After a massive rally of almost 350 points in the Dow yesterday, some type of pullback could be expected. That makes it hard to tell whether the failure under 8000 is a significant sign of weakness from a failed rally, or a normal pullback. Until we cross one of the levels described above, we may not know which direction we are ultimately headed. That being said, there is still a 500-point range in which to trade, and we know that the trend is still down. There has been talk of a surprise rate cut by the Federal Reserve prior to their next meeting on November 6. That seems to have been the catalyst, along with the Iraq news, for yesterday's rally. However, that news wore off and we gave back about half of yesterday's gain. A warning from Dow Chemical seemed to be the catalyst for today's drop. The company warned that its 3rd quarter earnings would be just over half of previous forecasts. Dow said the decrease was due to higher feedstock costs, which is directly related to higher oil prices. In a downward trending market, we still have to assume bearishness and today's drop was the reminder not to get too excited until we see a decisive break in the opposite direction.
One indication that all was not necessarily well after yesterday's rally, was the Market Volatility Index (VIX.X).
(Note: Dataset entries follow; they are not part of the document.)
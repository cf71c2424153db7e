use anyhow::bail;
use fir_core::requests::FolderUpdate;

use crate::cli::GlobalFlags;
use crate::context::AppContext;
use crate::output::output;

pub async fn run(
    id: &str,
    name: Option<String>,
    parent: Option<String>,
    ctx: &AppContext,
    flags: &GlobalFlags,
) -> anyhow::Result<()> {
    if parent.as_deref() == Some(id) {
        bail!("folder '{id}' cannot be its own parent");
    }
    let update = FolderUpdate {
        name,
        parent_id: parent,
    };
    if update.is_empty() {
        bail!("nothing to update: pass --name or --parent");
    }

    let folder = ctx.client.update_folder(id, &update).await?;
    output(&folder, flags.format)
}
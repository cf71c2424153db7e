//! Shared HTTP response helpers.
//!
//! Centralizes status-code checks and body decoding so resource modules stay
//! focused on request construction. Error bodies of the form
//! `{"error": "..."}` become [`ApiError::Api`] with that message; anything
//! else falls back to `HTTP error! status: N`.

use serde::de::DeserializeOwned;

use crate::error::ApiError;

#[derive(serde::Deserialize)]
struct ErrorBody {
    error: Option<serde_json::Value>,
}

/// Check an HTTP response for a non-success status.
///
/// Returns the response unchanged on success.
pub async fn check_response(resp: reqwest::Response) -> Result<reqwest::Response, ApiError> {
    let status = resp.status();
    if status.is_success() {
        return Ok(resp);
    }
    let body = resp.text().await.unwrap_or_default();
    Err(ApiError::Api {
        status: status.as_u16(),
        message: error_message(status.as_u16(), &body),
    })
}

/// Decode a successful response body as JSON.
///
/// An empty body decodes as JSON `null`, so endpoints that answer `204` can
/// be read as `serde_json::Value` or `Option<T>`.
pub async fn decode_json<T: DeserializeOwned>(resp: reqwest::Response) -> Result<T, ApiError> {
    let url = resp.url().path().to_string();
    let body = resp.text().await?;
    decode_body(&url, &body)
}

pub(crate) fn decode_body<T: DeserializeOwned>(path: &str, body: &str) -> Result<T, ApiError> {
    let body = if body.trim().is_empty() { "null" } else { body };
    serde_json::from_str(body).map_err(|e| ApiError::Decode(format!("{path}: {e}")))
}

fn error_message(status: u16, body: &str) -> String {
    serde_json::from_str::<ErrorBody>(body)
        .ok()
        .and_then(|b| b.error)
        .and_then(|value| match value {
            serde_json::Value::String(s) if !s.is_empty() => Some(s),
            serde_json::Value::Object(map) => map
                .get("message")
                .and_then(serde_json::Value::as_str)
                .map(str::to_string),
            _ => None,
        })
        .unwrap_or_else(|| format!("HTTP error! status: {status}"))
}

#[cfg(test)]
mod tests {
    use super::*;

    fn mock_response(status: u16, body: &str) -> reqwest::Response {
        reqwest::Response::from(
            ::http::Response::builder()
                .status(status)
                .body(body.to_string())
                .unwrap(),
        )
    }

    #[test]
    fn error_field_becomes_message() {
        assert_eq!(
            error_message(400, r#"{"error":"Folder name is required"}"#),
            "Folder name is required"
        );
    }

    #[test]
    fn nested_error_message_is_read() {
        assert_eq!(
            error_message(500, r#"{"error":{"message":"db down"}}"#),
            "db down"
        );
    }

    #[test]
    fn missing_body_falls_back_to_status() {
        assert_eq!(error_message(502, ""), "HTTP error! status: 502");
        assert_eq!(error_message(500, "<html>oops</html>"), "HTTP error! status: 500");
        assert_eq!(error_message(404, r#"{"message":"nope"}"#), "HTTP error! status: 404");
    }

    #[tokio::test]
    async fn check_response_api_error() {
        let resp = mock_response(404, r#"{"error":"Document not found"}"#);
        let err = check_response(resp).await.unwrap_err();
        assert!(matches!(
            err,
            ApiError::Api { status: 404, ref message } if message == "Document not found"
        ));
    }

    #[tokio::test]
    async fn check_response_success() {
        let resp = mock_response(200, "{}");
        assert!(check_response(resp).await.is_ok());
    }

    #[tokio::test]
    async fn empty_body_decodes_as_null() {
        let value: serde_json::Value = decode_json(mock_response(200, "")).await.unwrap();
        assert!(value.is_null());
    }

    #[tokio::test]
    async fn malformed_body_is_parse_error() {
        let err = decode_json::<Vec<u32>>(mock_response(200, "{not json"))
            .await
            .unwrap_err();
        assert!(matches!(err, ApiError::Decode(_)));
    }
}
In an upward trending market, implied volatility, as measured by the VIX, generally drops. The one exception to this rule was the internet boom, when volatility increased as stocks gapped up $20 a day, and the risk seemed as significant to the upside as the downside. With those days behind us, however, we are back to the old rules. Implied volatility is higher to the downside because stocks generally fall quickly and go up slowly. This can be seen in the implied volatility skew of options on almost any listed equity, with downside strikes holding more relative premium than upside strikes. A 5-year weekly moving average of the VIX shows a reading of 26.75. A reading of 40 is an increase over that average of almost 50%, and is considered very high. The fact that yesterday's 346-point rally in the Dow was not able to push the VIX below 40 indicated continuing fear of a sell-off. The VIX closed at 40.13 on Tuesday, and today ran back up to 43.36. Some traders see this as a trailing indicator and some see it as a contrarian indicator, but I've seen many institutions come into the pits selling premium when they consider it to be too high. The fact that there was not enough individual and institutional pressure to lower these levels is an indication that the institutions are not large sellers of premium at these levels, and are not believers in a big rally on the near horizon. A rally would shrink premiums and earn profits for those sellers. As for the contrarians, they tell us that VIX spikes usually foreshadow a market rally. While this is true in the sense that the VIX spikes heavily on market crashes and then falls on the rebound, a consistently high VIX, which increases in a series of higher highs and higher lows, should not be considered a spike, and therefore not a contrarian indicator. That is what we are seeing now - a series of higher highs and higher lows.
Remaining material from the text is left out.